* **Exercise instructions**
Go through the listing and return every line with "dentro" in it.

* **Listed entries**
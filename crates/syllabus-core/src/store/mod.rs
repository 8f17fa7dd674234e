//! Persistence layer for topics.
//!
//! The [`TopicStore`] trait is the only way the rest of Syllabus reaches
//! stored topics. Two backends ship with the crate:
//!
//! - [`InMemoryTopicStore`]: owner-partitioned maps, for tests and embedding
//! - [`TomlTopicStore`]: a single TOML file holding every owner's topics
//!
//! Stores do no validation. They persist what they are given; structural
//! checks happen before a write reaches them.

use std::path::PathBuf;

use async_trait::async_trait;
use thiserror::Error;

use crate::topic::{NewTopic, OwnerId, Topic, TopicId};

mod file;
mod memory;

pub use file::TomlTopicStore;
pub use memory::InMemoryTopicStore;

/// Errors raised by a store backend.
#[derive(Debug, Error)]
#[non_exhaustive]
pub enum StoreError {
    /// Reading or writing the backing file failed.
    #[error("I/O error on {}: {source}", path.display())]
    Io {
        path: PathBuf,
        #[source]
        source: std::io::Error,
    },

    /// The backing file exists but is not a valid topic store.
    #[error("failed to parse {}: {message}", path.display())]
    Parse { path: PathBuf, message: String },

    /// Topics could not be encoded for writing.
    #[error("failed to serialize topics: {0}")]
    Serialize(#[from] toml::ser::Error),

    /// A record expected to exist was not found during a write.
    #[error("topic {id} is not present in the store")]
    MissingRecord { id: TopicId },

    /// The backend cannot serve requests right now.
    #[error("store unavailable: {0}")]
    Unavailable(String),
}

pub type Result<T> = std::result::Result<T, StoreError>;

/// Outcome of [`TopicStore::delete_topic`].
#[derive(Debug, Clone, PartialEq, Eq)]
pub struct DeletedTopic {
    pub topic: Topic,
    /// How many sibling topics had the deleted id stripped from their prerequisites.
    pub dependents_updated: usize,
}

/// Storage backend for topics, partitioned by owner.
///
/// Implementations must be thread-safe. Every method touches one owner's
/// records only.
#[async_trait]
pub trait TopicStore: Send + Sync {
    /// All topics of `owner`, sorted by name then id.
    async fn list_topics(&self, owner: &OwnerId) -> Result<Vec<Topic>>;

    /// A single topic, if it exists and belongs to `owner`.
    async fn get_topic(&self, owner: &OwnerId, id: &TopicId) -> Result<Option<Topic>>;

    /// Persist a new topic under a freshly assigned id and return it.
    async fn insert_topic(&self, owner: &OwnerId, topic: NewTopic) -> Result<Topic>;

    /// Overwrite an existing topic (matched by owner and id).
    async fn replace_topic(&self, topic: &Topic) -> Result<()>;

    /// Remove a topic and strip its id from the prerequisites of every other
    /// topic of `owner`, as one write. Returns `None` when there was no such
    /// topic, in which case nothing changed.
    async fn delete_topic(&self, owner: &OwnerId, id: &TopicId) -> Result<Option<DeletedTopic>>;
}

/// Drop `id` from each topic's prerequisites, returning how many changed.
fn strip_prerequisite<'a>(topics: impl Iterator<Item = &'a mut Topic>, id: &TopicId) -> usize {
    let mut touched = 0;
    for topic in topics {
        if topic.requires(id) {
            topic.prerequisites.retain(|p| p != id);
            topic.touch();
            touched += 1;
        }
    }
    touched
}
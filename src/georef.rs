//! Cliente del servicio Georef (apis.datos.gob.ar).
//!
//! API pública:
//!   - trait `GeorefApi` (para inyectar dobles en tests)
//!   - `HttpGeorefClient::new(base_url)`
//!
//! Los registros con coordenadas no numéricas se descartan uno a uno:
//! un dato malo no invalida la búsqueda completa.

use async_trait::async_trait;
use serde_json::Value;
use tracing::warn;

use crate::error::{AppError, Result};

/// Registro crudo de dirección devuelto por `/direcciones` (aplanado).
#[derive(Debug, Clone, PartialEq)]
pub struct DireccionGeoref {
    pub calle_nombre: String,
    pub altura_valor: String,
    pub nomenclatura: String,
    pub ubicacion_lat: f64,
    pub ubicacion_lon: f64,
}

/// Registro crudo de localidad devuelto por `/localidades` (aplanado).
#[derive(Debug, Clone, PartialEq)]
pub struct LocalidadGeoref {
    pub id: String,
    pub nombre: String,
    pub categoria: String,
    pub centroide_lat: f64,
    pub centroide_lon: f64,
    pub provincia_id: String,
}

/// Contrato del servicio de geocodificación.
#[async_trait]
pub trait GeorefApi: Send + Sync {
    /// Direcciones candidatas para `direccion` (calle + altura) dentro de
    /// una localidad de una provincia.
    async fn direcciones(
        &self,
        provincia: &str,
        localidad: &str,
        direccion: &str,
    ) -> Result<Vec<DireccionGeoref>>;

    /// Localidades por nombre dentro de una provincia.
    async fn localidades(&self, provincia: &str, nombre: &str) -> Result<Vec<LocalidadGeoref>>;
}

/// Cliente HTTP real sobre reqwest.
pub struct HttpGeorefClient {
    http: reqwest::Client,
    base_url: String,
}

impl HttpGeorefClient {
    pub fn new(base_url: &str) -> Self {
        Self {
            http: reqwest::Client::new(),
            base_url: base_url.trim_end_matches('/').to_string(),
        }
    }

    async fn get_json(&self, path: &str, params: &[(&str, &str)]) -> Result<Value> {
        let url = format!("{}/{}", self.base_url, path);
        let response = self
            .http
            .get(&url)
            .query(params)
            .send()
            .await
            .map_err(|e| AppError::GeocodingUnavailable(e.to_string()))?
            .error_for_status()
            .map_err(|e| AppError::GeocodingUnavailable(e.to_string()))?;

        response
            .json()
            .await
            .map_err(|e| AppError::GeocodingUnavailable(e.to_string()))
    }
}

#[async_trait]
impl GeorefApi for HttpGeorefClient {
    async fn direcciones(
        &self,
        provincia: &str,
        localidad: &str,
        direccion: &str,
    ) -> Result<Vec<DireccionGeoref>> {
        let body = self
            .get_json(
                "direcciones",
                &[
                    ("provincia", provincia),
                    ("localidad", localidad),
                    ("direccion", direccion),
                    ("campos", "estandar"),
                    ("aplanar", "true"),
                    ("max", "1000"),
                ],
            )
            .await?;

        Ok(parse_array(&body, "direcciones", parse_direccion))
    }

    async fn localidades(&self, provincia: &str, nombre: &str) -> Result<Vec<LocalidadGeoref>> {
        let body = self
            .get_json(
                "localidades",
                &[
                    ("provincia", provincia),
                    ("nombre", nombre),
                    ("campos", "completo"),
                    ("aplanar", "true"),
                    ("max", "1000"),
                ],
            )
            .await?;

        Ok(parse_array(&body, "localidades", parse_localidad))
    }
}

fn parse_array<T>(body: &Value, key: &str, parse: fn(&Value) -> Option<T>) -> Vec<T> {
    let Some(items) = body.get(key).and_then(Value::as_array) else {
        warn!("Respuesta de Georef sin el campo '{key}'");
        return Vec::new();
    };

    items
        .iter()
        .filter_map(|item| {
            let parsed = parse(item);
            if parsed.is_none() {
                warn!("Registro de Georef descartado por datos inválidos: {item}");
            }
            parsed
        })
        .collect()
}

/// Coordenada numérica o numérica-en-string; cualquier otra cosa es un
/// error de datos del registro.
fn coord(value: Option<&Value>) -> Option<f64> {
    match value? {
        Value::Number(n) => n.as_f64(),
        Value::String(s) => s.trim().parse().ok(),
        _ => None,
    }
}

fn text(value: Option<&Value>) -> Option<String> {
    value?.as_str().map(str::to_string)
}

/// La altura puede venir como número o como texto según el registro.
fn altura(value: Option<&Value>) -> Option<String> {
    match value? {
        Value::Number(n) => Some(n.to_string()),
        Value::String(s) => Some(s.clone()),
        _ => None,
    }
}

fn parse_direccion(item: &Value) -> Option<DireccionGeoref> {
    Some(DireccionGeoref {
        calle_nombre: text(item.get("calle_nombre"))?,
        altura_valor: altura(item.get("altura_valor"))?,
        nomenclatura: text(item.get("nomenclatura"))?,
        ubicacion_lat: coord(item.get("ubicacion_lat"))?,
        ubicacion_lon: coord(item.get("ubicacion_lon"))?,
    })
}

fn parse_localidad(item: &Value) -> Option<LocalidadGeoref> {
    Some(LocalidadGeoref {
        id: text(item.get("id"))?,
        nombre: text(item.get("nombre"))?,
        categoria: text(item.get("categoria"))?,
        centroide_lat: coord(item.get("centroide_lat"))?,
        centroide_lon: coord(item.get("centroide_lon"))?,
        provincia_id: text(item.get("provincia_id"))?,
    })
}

* **Solution to the exercise**
    /// Direcciones candidatas para `direccion` (calle + altura) dentro de
    /// Localidades por nombre dentro de una provincia.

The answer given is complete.